Influence of genetic architecture on polygenic prediction

Principal Investigator: Dr Wen Huang
Approved Research ID: 56579
Approval date: April 30th 2020

Lay summary

Prediction of phenotypes from genotypes is an important goal of genetics research. Even with the success in the last decade in advanced statistical and computational methodologies, our ability to make accurate predictions remain limited. The UKBB dataset provides a venue where both genotype and phenotype data are available for a large number of individuals so methods can be developed and reliably tested. To do so, we plan to work in three related areas: First, genes and sequence variants, the working units in genetics, do not work in isolation and must cooperate with each other to influence phenotypes. However, most current methods deal with genes as if they work independently from each other.
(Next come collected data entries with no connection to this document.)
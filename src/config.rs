use axum_extra::extract::cookie::Key;
use figment::{
    Figment,
    providers::{Env, Serialized},
};
use serde::{Deserialize, Serialize};
use std::sync::LazyLock;
use std::time::Duration;
use tracing::warn;

/// Process-wide configuration, resolved once from defaults and `DESK_*` env vars.
pub static CONFIG: LazyLock<Config> = LazyLock::new(|| {
    Config::from_env().unwrap_or_else(|e| panic!("failed to load configuration: {e}"))
});

#[derive(Debug, Clone, Serialize, Deserialize)]
#[serde(default)]
pub struct Config {
    pub listen_addr: String,
    pub database_url: String,
    pub loglevel: String,
    /// Master key for sealing auth cookies; must be at least 64 bytes.
    pub cookie_secret: Option<String>,
    /// Drop the `Secure` attribute from auth cookies (plain-HTTP deployments).
    pub insecure_cookie: bool,
    pub cleanup_enabled: bool,
    pub retention_hours: i64,
    pub cleanup_interval_secs: u64,
    pub poll_interval_ms: u64,
    pub admin_username: Option<String>,
    pub admin_password: Option<String>,
}

impl Default for Config {
    fn default() -> Self {
        Self {
            listen_addr: "0.0.0.0:8000".to_string(),
            database_url: "sqlite://chat-desk.db".to_string(),
            loglevel: "info".to_string(),
            cookie_secret: None,
            insecure_cookie: false,
            cleanup_enabled: false,
            retention_hours: 48,
            cleanup_interval_secs: 24 * 60 * 60,
            poll_interval_ms: 3_000,
            admin_username: None,
            admin_password: None,
        }
    }
}

impl Config {
    pub fn from_env() -> Result<Self, figment::Error> {
        let cfg: Config = Figment::from(Serialized::defaults(Config::default()))
            .merge(Env::prefixed("DESK_"))
            .extract()?;
        cfg.validate()?;
        Ok(cfg)
    }

    /// Reject values the timers and retention policy cannot run with.
    pub fn validate(&self) -> Result<(), figment::Error> {
        if self.cleanup_interval_secs == 0 {
            return Err("DESK_CLEANUP_INTERVAL_SECS must be greater than zero".into());
        }
        if self.poll_interval_ms == 0 {
            return Err("DESK_POLL_INTERVAL_MS must be greater than zero".into());
        }
        if self.retention_hours < 0 {
            return Err("DESK_RETENTION_HOURS must not be negative".into());
        }
        Ok(())
    }

    /// Cookie sealing key. Falls back to a random key, which invalidates
    /// every issued cookie on restart.
    pub fn cookie_key(&self) -> Key {
        match self.cookie_secret.as_deref().map(str::as_bytes) {
            Some(secret) => Key::try_from(secret).unwrap_or_else(|_| {
                warn!(
                    len = secret.len(),
                    "DESK_COOKIE_SECRET shorter than 64 bytes; using a random cookie key"
                );
                Key::generate()
            }),
            None => {
                warn!("DESK_COOKIE_SECRET not set; using a random cookie key");
                Key::generate()
            }
        }
    }

    pub fn retention(&self) -> chrono::TimeDelta {
        chrono::TimeDelta::hours(self.retention_hours)
    }

    pub fn cleanup_interval(&self) -> Duration {
        Duration::from_secs(self.cleanup_interval_secs)
    }

    pub fn poll_interval(&self) -> Duration {
        Duration::from_millis(self.poll_interval_ms)
    }
}
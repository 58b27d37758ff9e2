//! Single-shot "wait for one reply" polling.
//!
//! A watch fetches the session's messages once per interval and compares the
//! number of ASSISTANT messages against a baseline. The first tick that sees
//! more of them ends the watch: the notifier fires and the messages are
//! returned with the new replies marked. Fetch failures are logged and the
//! next tick retries; there is no backoff. Dropping the future cancels it.

use std::future::Future;
use std::time::Duration;

use serde::Serialize;
use tokio::time::{Instant, MissedTickBehavior};
use tracing::{debug, info, warn};

use crate::config::Config;
use crate::db::DbMessage;
use crate::error::DeskError;

pub const DEFAULT_POLL_INTERVAL: Duration = Duration::from_secs(3);

/// Anything that can list a session's messages in conversation order.
pub trait MessageSource: Send + Sync {
    fn session_messages(
        &self,
        session_id: &str,
    ) -> impl Future<Output = Result<Vec<DbMessage>, DeskError>> + Send;
}

/// Receives the event that ends a watch.
pub trait ReplyNotifier: Send + Sync {
    fn notify(&self, event: &ReplyEvent);
}

impl<F> ReplyNotifier for F
where
    F: Fn(&ReplyEvent) + Send + Sync,
{
    fn notify(&self, event: &ReplyEvent) {
        self(event)
    }
}

/// Notifier that only logs.
pub struct LogNotifier;

impl ReplyNotifier for LogNotifier {
    fn notify(&self, event: &ReplyEvent) {
        info!(
            session_id = %event.session_id,
            new_replies = event.new_replies,
            "new reply received"
        );
    }
}

#[derive(Debug, Clone, Serialize)]
#[serde(rename_all = "camelCase")]
pub struct MarkedMessage {
    #[serde(flatten)]
    pub message: DbMessage,
    pub is_new: bool,
}

#[derive(Debug, Clone)]
pub struct ReplyEvent {
    pub session_id: String,
    pub new_replies: usize,
    pub messages: Vec<MarkedMessage>,
    /// Number of fetches issued, including the one that saw the reply.
    pub polls: usize,
}

pub fn assistant_count(messages: &[DbMessage]) -> usize {
    messages.iter().filter(|m| m.is_assistant()).count()
}

/// Mark the trailing ASSISTANT messages that account for the increase over
/// `previous` assistant messages.
pub fn mark_new_replies(messages: Vec<DbMessage>, previous: usize) -> Vec<MarkedMessage> {
    let increase = assistant_count(&messages).saturating_sub(previous);
    let first_new = messages.len().saturating_sub(increase);
    messages
        .into_iter()
        .enumerate()
        .map(|(index, message)| MarkedMessage {
            is_new: increase > 0 && message.is_assistant() && index >= first_new,
            message,
        })
        .collect()
}

pub struct ReplyWatcher {
    interval: Duration,
}

impl Default for ReplyWatcher {
    fn default() -> Self {
        Self {
            interval: DEFAULT_POLL_INTERVAL,
        }
    }
}

impl ReplyWatcher {
    /// A zero interval falls back to [`DEFAULT_POLL_INTERVAL`].
    pub fn new(interval: Duration) -> Self {
        if interval.is_zero() {
            warn!("zero poll interval; using the default");
            return Self::default();
        }
        Self { interval }
    }

    /// Watcher ticking at `DESK_POLL_INTERVAL_MS`.
    pub fn from_config(cfg: &Config) -> Self {
        Self::new(cfg.poll_interval())
    }

    pub fn interval(&self) -> Duration {
        self.interval
    }

    /// Poll until the session holds more than `baseline` ASSISTANT messages.
    /// The first fetch happens one interval after the call.
    pub async fn wait_for_reply<S, N>(
        &self,
        source: &S,
        session_id: &str,
        baseline: usize,
        notifier: &N,
    ) -> ReplyEvent
    where
        S: MessageSource,
        N: ReplyNotifier,
    {
        let mut ticker = tokio::time::interval_at(Instant::now() + self.interval, self.interval);
        ticker.set_missed_tick_behavior(MissedTickBehavior::Delay);
        let mut polls = 0usize;

        loop {
            ticker.tick().await;
            polls += 1;

            let messages = match source.session_messages(session_id).await {
                Ok(messages) => messages,
                Err(e) => {
                    warn!(session_id, error = %e, "failed to poll messages");
                    continue;
                }
            };

            let current = assistant_count(&messages);
            if current <= baseline {
                debug!(session_id, polls, current, "no new reply yet");
                continue;
            }

            let event = ReplyEvent {
                session_id: session_id.to_string(),
                new_replies: current - baseline,
                messages: mark_new_replies(messages, baseline),
                polls,
            };
            notifier.notify(&event);
            return event;
        }
    }
}
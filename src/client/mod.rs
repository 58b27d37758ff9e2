//! Client side of the desk: a typed HTTP client and the reply poller.

pub mod http;
pub mod watcher;

pub use http::DeskClient;
pub use watcher::{LogNotifier, MessageSource, ReplyEvent, ReplyNotifier, ReplyWatcher};
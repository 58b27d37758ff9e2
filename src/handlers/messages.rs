use axum::{
    Json,
    extract::{Path, State},
};
use chrono::Utc;

use crate::db::{DbMessage, MessageType, MessageWithSession};
use crate::handlers::sessions::owned_session;
use crate::middleware::auth::{AuthAdmin, AuthUser};
use crate::middleware::json_request::JsonBody;
use crate::types::api::{CreateMessageRequest, SuccessResponse, UpdateMessageRequest};
use crate::{DeskError, router::DeskState};

/// GET /api/messages -> every message, newest first (admin view).
pub async fn list_messages(
    State(state): State<DeskState>,
    _admin: AuthAdmin,
) -> Result<Json<Vec<MessageWithSession>>, DeskError> {
    Ok(Json(state.storage.list_messages_with_session(None).await?))
}

/// POST /api/messages -> a USER message in one of the caller's sessions.
pub async fn create_message(
    State(state): State<DeskState>,
    AuthUser(user): AuthUser,
    JsonBody(req): JsonBody<CreateMessageRequest>,
) -> Result<Json<DbMessage>, DeskError> {
    if req.content.trim().is_empty() {
        return Err(DeskError::BadRequest("content is required".into()));
    }
    owned_session(&state, &req.session_id, &user.id).await?;
    let now = Utc::now();
    let message = state
        .storage
        .create_message(&req.session_id, &req.content, MessageType::User, now)
        .await?;
    state.storage.touch_session(&req.session_id, now).await?;
    Ok(Json(message))
}

pub async fn update_message(
    State(state): State<DeskState>,
    _admin: AuthAdmin,
    Path(id): Path<String>,
    JsonBody(req): JsonBody<UpdateMessageRequest>,
) -> Result<Json<DbMessage>, DeskError> {
    state
        .storage
        .update_message_content(&id, &req.content)
        .await?
        .map(Json)
        .ok_or_else(|| DeskError::NotFound("Message".into()))
}

pub async fn delete_message(
    State(state): State<DeskState>,
    _admin: AuthAdmin,
    Path(id): Path<String>,
) -> Result<Json<SuccessResponse>, DeskError> {
    if !state.storage.delete_message(&id).await? {
        return Err(DeskError::NotFound("Message".into()));
    }
    Ok(Json(SuccessResponse::ok()))
}
use crate::db::{DbAdminUser, DbUser, DeskStorage};
use crate::error::DeskError;
use crate::service::password::{hash_password, verify_password};
use chrono::Utc;
use tracing::info;

pub const MIN_PASSWORD_CHARS: usize = 6;

fn require(field: &str, value: &str) -> Result<(), DeskError> {
    if value.trim().is_empty() {
        return Err(DeskError::BadRequest(format!("{field} is required")));
    }
    Ok(())
}

fn is_unique_violation(e: &DeskError) -> bool {
    matches!(
        e,
        DeskError::DatabaseError(db)
            if db.as_database_error().is_some_and(|d| d.is_unique_violation())
    )
}

pub async fn register_user(
    storage: &DeskStorage,
    username: &str,
    email: Option<&str>,
    password: &str,
) -> Result<DbUser, DeskError> {
    require("username", username)?;
    require("password", password)?;
    if password.chars().count() < MIN_PASSWORD_CHARS {
        return Err(DeskError::BadRequest(format!(
            "password must be at least {MIN_PASSWORD_CHARS} characters"
        )));
    }
    let email = email.map(str::trim).filter(|e| !e.is_empty());

    if storage.find_user_by_username(username).await?.is_some() {
        return Err(DeskError::BadRequest("username is already taken".into()));
    }
    if let Some(email) = email
        && storage.find_user_by_email(email).await?.is_some()
    {
        return Err(DeskError::BadRequest("email is already registered".into()));
    }

    let hash = hash_password(password.to_string()).await?;
    // A concurrent registration can still win the insert.
    let user = storage
        .create_user(username, email, &hash, Utc::now())
        .await
        .map_err(|e| {
            if is_unique_violation(&e) {
                DeskError::BadRequest("username or email is already taken".into())
            } else {
                e
            }
        })?;
    info!(user_id = %user.id, username = %user.username, "user registered");
    Ok(user)
}

/// Look the user up by email, or by username when no email is given.
pub async fn authenticate_user(
    storage: &DeskStorage,
    email: Option<&str>,
    username: Option<&str>,
    password: &str,
) -> Result<DbUser, DeskError> {
    let email = email.filter(|e| !e.trim().is_empty());
    let username = username.filter(|u| !u.trim().is_empty());
    if (email.is_none() && username.is_none()) || password.is_empty() {
        return Err(DeskError::BadRequest(
            "email (or username) and password are required".into(),
        ));
    }

    let user = match (email, username) {
        (Some(email), _) => storage.find_user_by_email(email).await?,
        (None, Some(username)) => storage.find_user_by_username(username).await?,
        (None, None) => None,
    };
    let Some(user) = user else {
        return Err(DeskError::InvalidCredentials);
    };
    if !verify_password(password.to_string(), user.password_hash.clone()).await? {
        return Err(DeskError::InvalidCredentials);
    }
    Ok(user)
}

/// Create the first admin. Refused once any admin exists.
pub async fn create_first_admin(
    storage: &DeskStorage,
    username: &str,
    password: &str,
) -> Result<DbAdminUser, DeskError> {
    if storage.admin_exists().await? {
        return Err(DeskError::BadRequest("Admin user already exists".into()));
    }
    require("username", username)?;
    require("password", password)?;
    let hash = hash_password(password.to_string()).await?;
    let Some(admin) = storage
        .create_admin_if_none(username, &hash, Utc::now())
        .await?
    else {
        return Err(DeskError::BadRequest("Admin user already exists".into()));
    };
    info!(admin_id = %admin.id, username = %admin.username, "admin user created");
    Ok(admin)
}

pub async fn authenticate_admin(
    storage: &DeskStorage,
    username: &str,
    password: &str,
) -> Result<DbAdminUser, DeskError> {
    let Some(admin) = storage.find_admin_by_username(username).await? else {
        return Err(DeskError::InvalidCredentials);
    };
    if !verify_password(password.to_string(), admin.password_hash.clone()).await? {
        return Err(DeskError::InvalidCredentials);
    }
    Ok(admin)
}

/// Seed an admin from configuration when the table is still empty.
pub async fn seed_admin(
    storage: &DeskStorage,
    username: Option<&str>,
    password: Option<&str>,
) -> Result<Option<DbAdminUser>, DeskError> {
    let (Some(username), Some(password)) = (username, password) else {
        return Ok(None);
    };
    if storage.admin_exists().await? {
        return Ok(None);
    }
    create_first_admin(storage, username, password).await.map(Some)
}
The first area of our research will be to characterize, for the different phenotypes available in the UKBB, to what extend do genes and DNA sequence differences interact with each other. We will further determine how the different magnitudes of interactions may affect how well we are able to make predictions of phenotypes from genotypes alone, especially when such tasks are performed between divergent populations. Second, for a statistical model to perform well in prediction, it must take into account how the models and parameters differ between different contexts, including genetic and environmental contexts. However, current methods do not do this very well. We will develop methods to explicitly take into account the differences in genetic effects between different contexts and test their performance in genetic prediction. Third, present methodologies specify statistical models in a data driven manner and do not explicitly take into account prior knowledge on the biology of the phenotypes. There is now increasing knowledge on the biology of certain phenotypes, including how genes are regulated and/or interact with each other to generate certain biological responses. We will develop methods to specify statistical models that are biologically sensible and use them to make predictions. In summary, the proposed project will efficiently make use of the UKBB data and enhance our ability to predict phenotypes from genotypes, including many disease risks and health related traits, benefiting public health.